Design

The core of Arsenal’s functionality consists of gathering data for input, through Scout objects, to send to Arsenal’s caching Strategy objects, which produce directives, which in turn are currently fulfilled by Scout objects.

Therefore, Scouts deal with the outside world, while Strategies provide introspection on data provided by Scouts to direct image caching on nodes in some meaningful way. The Scout and Strategy objects used by arsenal-director can be changed through configuration options.

Arsenal’s design philosophy can be summed up as: “Provide a way to do something, but make it easy to change or swap out.”

Scout

The responsibility of Scouts are to gather data from various outside sources, like Ironic, Nova, and Glance, convert that data to a form suitable for Strategy object consumption, as well as issue directives to endpoints, such as Ironic.

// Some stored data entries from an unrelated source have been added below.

//! # Sign Mode Handlers
//!
//! One handler per supported sign mode, collected in a [`HandlerMap`] keyed
//! by mode. The set of handlers is closed; the map only decides which of
//! them are enabled.

pub mod amino_json;
pub mod direct;
pub mod textual;

use crate::domain::entities::{SignerData, TxData};
use crate::domain::errors::SigningError;
use crate::domain::sign_mode::SignMode;
use std::collections::BTreeMap;
use tracing::trace;

/// A sign-bytes algorithm.
#[derive(Debug, Clone, Copy, PartialEq, Eq)]
pub enum SignModeHandler {
    Direct,
    Textual,
    LegacyAminoJson,
}

impl SignModeHandler {
    /// The handler for `mode`, if one exists.
    pub fn for_mode(mode: SignMode) -> Option<Self> {
        match mode {
            SignMode::Direct => Some(Self::Direct),
            SignMode::Textual => Some(Self::Textual),
            SignMode::LegacyAminoJson => Some(Self::LegacyAminoJson),
            SignMode::Unspecified | SignMode::DirectAux | SignMode::Eip191 => None,
        }
    }

    pub fn mode(&self) -> SignMode {
        match self {
            Self::Direct => SignMode::Direct,
            Self::Textual => SignMode::Textual,
            Self::LegacyAminoJson => SignMode::LegacyAminoJson,
        }
    }

    /// Produce the bytes the signer must have signed.
    pub fn get_sign_bytes(&self, data: &SignerData, tx: &TxData) -> Result<Vec<u8>, SigningError> {
        match self {
            Self::Direct => direct::sign_bytes(data, tx),
            Self::Textual => textual::sign_bytes(data, tx),
            Self::LegacyAminoJson => amino_json::sign_bytes(data, tx),
        }
    }
}

/// Enabled handlers keyed by sign mode.
#[derive(Debug, Clone, PartialEq, Eq)]
pub struct HandlerMap {
    handlers: BTreeMap<SignMode, SignModeHandler>,
}

impl HandlerMap {
    /// An empty map; every mode is unsupported.
    pub fn new() -> Self {
        Self {
            handlers: BTreeMap::new(),
        }
    }

    /// A map enabling exactly the given modes.
    ///
    /// Fails on the first mode that has no handler.
    pub fn with_modes(modes: impl IntoIterator<Item = SignMode>) -> Result<Self, SigningError> {
        let mut map = Self::new();
        for mode in modes {
            map.register(mode)?;
        }
        Ok(map)
    }

    /// Enable the handler for `mode`.
    pub fn register(&mut self, mode: SignMode) -> Result<(), SigningError> {
        let handler = SignModeHandler::for_mode(mode).ok_or(SigningError::HandlerNotFound(mode))?;
        self.handlers.insert(mode, handler);
        Ok(())
    }

    pub fn supports(&self, mode: SignMode) -> bool {
        self.handlers.contains_key(&mode)
    }

    /// Enabled modes in ascending order.
    pub fn modes(&self) -> Vec<SignMode> {
        self.handlers.keys().copied().collect()
    }

    /// Dispatch to the handler for `mode`.
    pub fn get_sign_bytes(
        &self,
        mode: SignMode,
        data: &SignerData,
        tx: &TxData,
    ) -> Result<Vec<u8>, SigningError> {
        let handler = self
            .handlers
            .get(&mode)
            .ok_or(SigningError::HandlerNotFound(mode))?;
        let bytes = handler.get_sign_bytes(data, tx)?;
        trace!(mode = mode.label(), len = bytes.len(), "Produced sign bytes");
        Ok(bytes)
    }
}

impl Default for HandlerMap {
    fn default() -> Self {
        Self {
            handlers: [
                SignModeHandler::Direct,
                SignModeHandler::Textual,
                SignModeHandler::LegacyAminoJson,
            ]
            .into_iter()
            .map(|h| (h.mode(), h))
            .collect(),
        }
    }
}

All of Arsenal’s Scout objects are derived from an abstract base class called Scout, which is defined in scout.py.

Tip

If you are thinking about defining your own Scout object, reading scout.py is a good place to start.

A couple of pre-made Scouts are currently included in Arsenal.

Openstack Scout

The Openstack Scout will communicate with Ironic, Nova, and Glance services, and handle fulfilling Strategy actions by talking to Ironic.

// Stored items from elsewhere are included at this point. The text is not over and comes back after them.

//! Telemetry configuration from environment variables.

use std::env;

/// Configuration for logging and tracing output.
#[derive(Debug, Clone, PartialEq, Eq)]
pub struct TelemetryConfig {
    /// Service name attached to startup logs
    pub service_name: String,

    /// Log level filter (trace, debug, info, warn, error) or a full
    /// `EnvFilter` directive
    pub log_level: String,

    /// Whether to write log lines to the console
    pub console_output: bool,

    /// Whether to emit JSON formatted logs
    pub json_logs: bool,
}

impl Default for TelemetryConfig {
    fn default() -> Self {
        Self {
            service_name: "abstract-accounts".to_string(),
            log_level: "info".to_string(),
            console_output: true,
            json_logs: false,
        }
    }
}

impl TelemetryConfig {
    /// Create configuration from environment variables.
    ///
    /// # Environment Variables
    ///
    /// - `AA_SERVICE_NAME`: Service name (default: abstract-accounts)
    /// - `AA_LOG_LEVEL` or `RUST_LOG`: Log level (default: info)
    /// - `AA_CONSOLE_OUTPUT`: Enable console output (default: true)
    /// - `AA_JSON_LOGS`: Enable JSON logs (default: false in dev, true in containers)
    pub fn from_env() -> Self {
        Self::from_lookup(|key| env::var(key).ok())
    }

    /// Build configuration from an arbitrary variable lookup.
    pub fn from_lookup(lookup: impl Fn(&str) -> Option<String>) -> Self {
        let defaults = Self::default();
        let is_container =
            lookup("KUBERNETES_SERVICE_HOST").is_some() || lookup("DOCKER_CONTAINER").is_some();

        Self {
            service_name: lookup("AA_SERVICE_NAME").unwrap_or(defaults.service_name),

            log_level: lookup("AA_LOG_LEVEL")
                .or_else(|| lookup("RUST_LOG"))
                .unwrap_or(defaults.log_level),

            console_output: lookup("AA_CONSOLE_OUTPUT")
                .map(|v| v.to_lowercase() != "false" && v != "0")
                .unwrap_or(defaults.console_output),

            json_logs: lookup("AA_JSON_LOGS")
                .map(|v| v.to_lowercase() == "true" || v == "1")
                .unwrap_or(is_container),
        }
    }
}
//! Direct mode: the canonical encoding of a [`SignDoc`].

use crate::domain::codec;
use crate::domain::entities::{SignDoc, SignerData, TxData};
use crate::domain::errors::SigningError;

/// Sign-bytes for direct mode.
///
/// Uses the raw body and auth-info bytes as received, so any re-encoding
/// difference on the signer's side shows up as a signature failure.
pub fn sign_bytes(data: &SignerData, tx: &TxData) -> Result<Vec<u8>, SigningError> {
    let doc = SignDoc {
        body_bytes: tx.body_bytes.clone(),
        auth_info_bytes: tx.auth_info_bytes.clone(),
        chain_id: data.chain_id.clone(),
        account_number: data.account_number,
    };
    codec::encode("sign doc", &doc)
}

Most Scouts hoping to be used with Openstack services will derive from this Scout while passing filtration functions for flavors and images to OpenstackScout via a super() call during __init__.

For more information see, openstack_scout.py.

DevStack Scout

This Scout is designed to be used with the DevStack project, which provides a relatively easy way to setup an Openstack-based environment on a single machine, typically for testing purposes.

See Ironic documentation on how to configure virtual baremetal nodes for use with DevStack.

For more information see, devstack_scout.py.

OnMetal Scouts

The OnMetal Scouts are designed to work with Rackspace’s OnMetal product. While these specific Scouts will probably not be directly useful to anyone outside of Rackspace, it can still be instructive to view fully functional implementations of Openstack Scout with filters.

For more information, see onmetal_scout.py.

Strategy

A Strategy’s role lies in consuming data provided by Scouts, and then emitting directives to manage imaging caching on nodes.

Directives

Currently, two directives are used by Arsenal’s strategies to manage the cache. Cache Node, which adds a node to the cache, and Eject Node, which will remove a node from the cache.

Cache Node

CacheNode instructs the endpoint to cache a specific image onto a specific node. This is the main mechanism used to build a fleet of cached nodes.

Eject Node

The second is EjectNode, which instructs the endpoint to do whatever is necessary to put a previously cached node back into an uncached state. This directive is necessary if an image cached to a node becomes out-of-date.

Tip

If you are thinking about defining your own Strategy object, reading strategy/base.py is a good place to start.

SimpleProportionalStrategy

Currently, SimpleProportionalStrategy is the only Strategy shipping with Arsenal.

This object implements a fairly straight-forward strategy: For each available flavor of node, use a constant proportion of available nodes for caching.

SimpleProportionalStrategy randomly picks available, uncached nodes to cache. The random selection is designed to level wear across nodes.

Image selection is handled by choose_weighted_images_force_distribution found in the arsenal.strategy.base module. This means SimpleProportionalStrategy will pick images by weights pulled from the strategy.image_weights_filename option. See the image_weights_filename option section for more details on how image weighting works in Arsenal.

See the [simple_proportional_strategy] Section for information on how to configure this Strategy.